The output is the lines below from the one with "the batch result." through the one with "none of it.", both included, printed exactly and with no other line.
|---|
mod audit;
mod availability;
mod conflict;
mod error;
mod lifecycle;
mod mutations;
mod queries;
mod store;
mod validate;

pub use audit::{AuditLog, History};
pub use availability::free_slots;
pub use error::{EngineError, ErrorKind};
pub use lifecycle::{next_status, Transition};
pub use store::ResourceBook;

use std::io;
use std::path::PathBuf;
use std::sync::Arc;

use dashmap::DashMap;
use tokio::sync::{mpsc, oneshot, OwnedRwLockReadGuard, OwnedRwLockWriteGuard, RwLock};
use tracing::warn;
use ulid::Ulid;

use crate::catalog::Catalog;
use crate::model::*;
use crate::wal::Wal;

pub type SharedBook = Arc<RwLock<ResourceBook>>;

// ── Group-commit WAL channel ─────────────────────────────

pub(super) struct WalAppend {
    event: Event,
    response: oneshot::Sender<io::Result<()>>,
}

/// Background task that owns the WAL and batches appends for group commit.
/// 1. Block until the first append arrives.
/// 2. Drain all immediately available appends (the batch window).
/// 3. Single flush_sync for the whole batch.
/// 4. Respond to all senders with the batch result.
async fn wal_writer_loop(mut wal: Wal, mut rx: mpsc::Receiver<WalAppend>) {
    while let Some(first) = rx.recv().await {
        let mut batch = vec![first];
        while let Ok(next) = rx.try_recv() {
            batch.push(next);
        }

        metrics::histogram!(crate::observability::WAL_FLUSH_BATCH_SIZE).record(batch.len() as f64);
        let flush_start = std::time::Instant::now();
        let result = flush_batch(&mut wal, &batch);
        metrics::histogram!(crate::observability::WAL_FLUSH_DURATION_SECONDS)
            .record(flush_start.elapsed().as_secs_f64());
        metrics::gauge!(crate::observability::WAL_APPENDS).set(wal.appends() as f64);
        if let Err(e) = &result {
            tracing::error!("WAL flush to {} failed: {e}", wal.path().display());
        }

        for append in batch {
            let r = match &result {
                Ok(()) => Ok(()),
                Err(e) => Err(io::Error::new(e.kind(), e.to_string())),
            };
            let _ = append.response.send(r);
        }
    }
}

/// All or nothing: on any error the WAL is left as it was before the batch,
/// so every caller in it sees the failure and replay sees none of it.
fn flush_batch(wal: &mut Wal, batch: &[WalAppend]) -> io::Result<()> {
    for append in batch {
        if let Err(e) = wal.append_buffered(&append.event) {
            wal.discard_buffered();
            return Err(e);
        }
    }
    wal.flush_sync()
}

/// The reservation engine. Owns every reservation and audit entry; reads the
/// room/slot catalog through [`Catalog`].
pub struct Engine {
    /// One book per resource that has ever been reserved.
    pub(super) books: DashMap<Ulid, SharedBook>,
    /// Reverse lookup: reservation id → resource id.
    pub(super) reservation_to_resource: DashMap<Ulid, Ulid>,
    pub(super) audit: AuditLog,
    pub(super) catalog: Arc<dyn Catalog>,
    pub(super) wal_tx: mpsc::Sender<WalAppend>,
}

/// Apply an event to a book and the audit log. The caller holds the book's
/// write lock.
fn apply_to_book(
    book: &mut ResourceBook,
    event: &Event,
    index: &DashMap<Ulid, Ulid>,
    audit: &AuditLog,
) {
    match event {
        Event::ReservationCreated { reservation, .. } => {
            if let Err(existing) = book.insert(reservation.clone()) {
                warn!(
                    "reservation {} overlaps active reservation {existing}; keeping the first",
                    reservation.id
                );
                return;
            }
            index.insert(reservation.id, reservation.resource_id);
        }
        Event::StatusChanged { id, status, at, .. } => {
            if !book.set_status(*id, *status, *at) {
                warn!("status change for unknown reservation {id}");
                return;
            }
        }
    }
    audit.append(event.audit().clone());
}

impl Engine {
    pub fn new(wal_path: PathBuf, catalog: Arc<dyn Catalog>) -> io::Result<Self> {
        let events = Wal::replay(&wal_path)?;
        let wal = Wal::open(&wal_path)?;
        let (wal_tx, wal_rx) = mpsc::channel(4096);
        tokio::spawn(wal_writer_loop(wal, wal_rx));

        let engine = Self::from_parts(catalog, wal_tx);

        // Replay: we're the sole owner of these Arcs, so try_write always
        // succeeds instantly. Never use blocking_write here because this may
        // run inside an async context.
        for event in &events {
            let book = engine.book_for(event.resource_id());
            let mut guard = book.try_write().expect("replay: uncontended write");
            apply_to_book(&mut guard, event, &engine.reservation_to_resource, &engine.audit);
        }

        Ok(engine)
    }

    pub(super) fn from_parts(catalog: Arc<dyn Catalog>, wal_tx: mpsc::Sender<WalAppend>) -> Self {
        Self {
            books: DashMap::new(),
            reservation_to_resource: DashMap::new(),
            audit: AuditLog::new(),
            catalog,
            wal_tx,
        }
    }

    pub fn reservation_count(&self) -> usize {
        self.reservation_to_resource.len()
    }

    /// Write event to WAL via the background group-commit writer.
    async fn wal_append(&self, event: &Event) -> Result<(), EngineError> {
        let (tx, rx) = oneshot::channel();
        self.wal_tx
            .send(WalAppend {
                event: event.clone(),
                response: tx,
            })
            .await
            .map_err(|_| EngineError::Persistence("WAL writer shut down".into()))?;
        rx.await
            .map_err(|_| EngineError::Persistence("WAL writer dropped response".into()))?
            .map_err(|e| EngineError::Persistence(e.to_string()))
    }

    /// WAL-append then apply. The append is the commit point: if it fails,
    /// neither the state change nor its audit entry becomes visible.
    pub(super) async fn persist_and_apply(
        &self,
        book: &mut ResourceBook,
        event: &Event,
    ) -> Result<(), EngineError> {
        self.wal_append(event).await?;
        apply_to_book(book, event, &self.reservation_to_resource, &self.audit);
        Ok(())
    }

    pub(super) fn book_for(&self, resource_id: Ulid) -> SharedBook {
        self.books
            .entry(resource_id)
            .or_insert_with(|| Arc::new(RwLock::new(ResourceBook::new(resource_id))))
            .value()
            .clone()
    }

    pub(super) fn get_book(&self, resource_id: &Ulid) -> Option<SharedBook> {
        self.books.get(resource_id).map(|e| e.value().clone())
    }

    pub(super) fn all_books(&self) -> Vec<SharedBook> {
        self.books.iter().map(|e| e.value().clone()).collect()
    }

    fn resolve_book(&self, reservation_id: &Ulid) -> Result<SharedBook, EngineError> {
        let resource_id = self
            .reservation_to_resource
            .get(reservation_id)
            .map(|e| *e.value())
            .ok_or(EngineError::NotFound(*reservation_id))?;
        self.get_book(&resource_id)
            .ok_or(EngineError::NotFound(resource_id))
    }

    /// Lookup reservation → resource book, acquire write lock.
    pub(super) async fn resolve_reservation_write(
        &self,
        reservation_id: &Ulid,
    ) -> Result<OwnedRwLockWriteGuard<ResourceBook>, EngineError> {
        Ok(self.resolve_book(reservation_id)?.write_owned().await)
    }

    /// Lookup reservation → resource book, acquire read lock.
    pub(super) async fn resolve_reservation_read(
        &self,
        reservation_id: &Ulid,
    ) -> Result<OwnedRwLockReadGuard<ResourceBook>, EngineError> {
        Ok(self.resolve_book(reservation_id)?.read_owned().await)
    }
}
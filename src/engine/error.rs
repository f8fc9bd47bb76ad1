use chrono::{NaiveDate, NaiveDateTime};
use thiserror::Error;
use ulid::Ulid;

use crate::model::{ActorId, ReservationStatus};

use super::lifecycle::Transition;

#[derive(Debug, Error)]
pub enum EngineError {
    #[error("cannot reserve a past date: {date} is before {today}")]
    PastDate { date: NaiveDate, today: NaiveDate },
    #[error("slot {0} ends at or before it starts")]
    InvalidRange(Ulid),
    #[error("{requested} participants exceed room capacity {capacity}")]
    CapacityExceeded { requested: u32, capacity: u32 },
    #[error("participant count must be at least 1")]
    InvalidParticipants,
    #[error("limit exceeded: {0}")]
    LimitExceeded(&'static str),
    #[error("slot already booked by reservation {0}")]
    Conflict(Ulid),
    #[error("reservation already exists: {0}")]
    AlreadyExists(Ulid),
    #[error("not found: {0}")]
    NotFound(Ulid),
    #[error("{actor} may not {transition} this reservation")]
    PermissionDenied {
        actor: ActorId,
        transition: Transition,
    },
    #[error("cannot {transition} reservation {id} while it is {status}")]
    InvalidTransition {
        id: Ulid,
        status: ReservationStatus,
        transition: Transition,
    },
    #[error("reservation {id} runs until {ends_at}")]
    NotYetElapsed { id: Ulid, ends_at: NaiveDateTime },
    #[error("WAL error: {0}")]
    Persistence(String),
}

/// Stable error categories callers can branch on.
#[derive(Debug, Clone, Copy, PartialEq, Eq, Hash)]
pub enum ErrorKind {
    PastDate,
    InvalidRange,
    CapacityExceeded,
    InvalidParticipants,
    LimitExceeded,
    Conflict,
    AlreadyExists,
    NotFound,
    PermissionDenied,
    InvalidTransition,
    Persistence,
}

impl ErrorKind {
    pub fn as_str(self) -> &'static str {
        match self {
            ErrorKind::PastDate => "past_date",
            ErrorKind::InvalidRange => "invalid_range",
            ErrorKind::CapacityExceeded => "capacity_exceeded",
            ErrorKind::InvalidParticipants => "invalid_participants",
            ErrorKind::LimitExceeded => "limit_exceeded",
            ErrorKind::Conflict => "conflict",
            ErrorKind::AlreadyExists => "already_exists",
            ErrorKind::NotFound => "not_found",
            ErrorKind::PermissionDenied => "permission_denied",
            ErrorKind::InvalidTransition => "invalid_transition",
            ErrorKind::Persistence => "persistence",
        }
    }

    /// Caller-correctable failures reported before any write.
    pub fn is_validation(self) -> bool {
        matches!(
            self,
            ErrorKind::PastDate
                | ErrorKind::InvalidRange
                | ErrorKind::CapacityExceeded
                | ErrorKind::InvalidParticipants
                | ErrorKind::LimitExceeded
        )
    }
}

impl EngineError {
    pub fn kind(&self) -> ErrorKind {
        match self {
            EngineError::PastDate { .. } => ErrorKind::PastDate,
            EngineError::InvalidRange(_) => ErrorKind::InvalidRange,
            EngineError::CapacityExceeded { .. } => ErrorKind::CapacityExceeded,
            EngineError::InvalidParticipants => ErrorKind::InvalidParticipants,
            EngineError::LimitExceeded(_) => ErrorKind::LimitExceeded,
            EngineError::Conflict(_) => ErrorKind::Conflict,
            EngineError::AlreadyExists(_) => ErrorKind::AlreadyExists,
            EngineError::NotFound(_) => ErrorKind::NotFound,
            EngineError::PermissionDenied { .. } => ErrorKind::PermissionDenied,
            EngineError::InvalidTransition { .. } | EngineError::NotYetElapsed { .. } => {
                ErrorKind::InvalidTransition
            }
            EngineError::Persistence(_) => ErrorKind::Persistence,
        }
    }
}
use std::collections::HashSet;

use ulid::Ulid;

use crate::model::Slot;

/// Active catalog slots minus the ones already taken, ordered by start time.
pub fn free_slots(catalog_slots: &[Slot], occupied: &HashSet<Ulid>) -> Vec<Slot> {
    let mut free: Vec<Slot> = catalog_slots
        .iter()
        .filter(|s| s.active && !occupied.contains(&s.id))
        .cloned()
        .collect();
    free.sort_by_key(|s| (s.start, s.end));
    free
}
|---|
EXERCISE ANSWER =>
/// 4. Respond to all senders with the batch result.
async fn wal_writer_loop(mut wal: Wal, mut rx: mpsc::Receiver<WalAppend>) {
    while let Some(first) = rx.recv().await {
        let mut batch = vec![first];
        while let Ok(next) = rx.try_recv() {
            batch.push(next);
        }

        metrics::histogram!(crate::observability::WAL_FLUSH_BATCH_SIZE).record(batch.len() as f64);
        let flush_start = std::time::Instant::now();
        let result = flush_batch(&mut wal, &batch);
        metrics::histogram!(crate::observability::WAL_FLUSH_DURATION_SECONDS)
            .record(flush_start.elapsed().as_secs_f64());
        metrics::gauge!(crate::observability::WAL_APPENDS).set(wal.appends() as f64);
        if let Err(e) = &result {
            tracing::error!("WAL flush to {} failed: {e}", wal.path().display());
        }

        for append in batch {
            let r = match &result {
                Ok(()) => Ok(()),
                Err(e) => Err(io::Error::new(e.kind(), e.to_string())),
            };
            let _ = append.response.send(r);
        }
    }
}

/// All or nothing: on any error the WAL is left as it was before the batch,
/// so every caller in it sees the failure and replay sees none of it.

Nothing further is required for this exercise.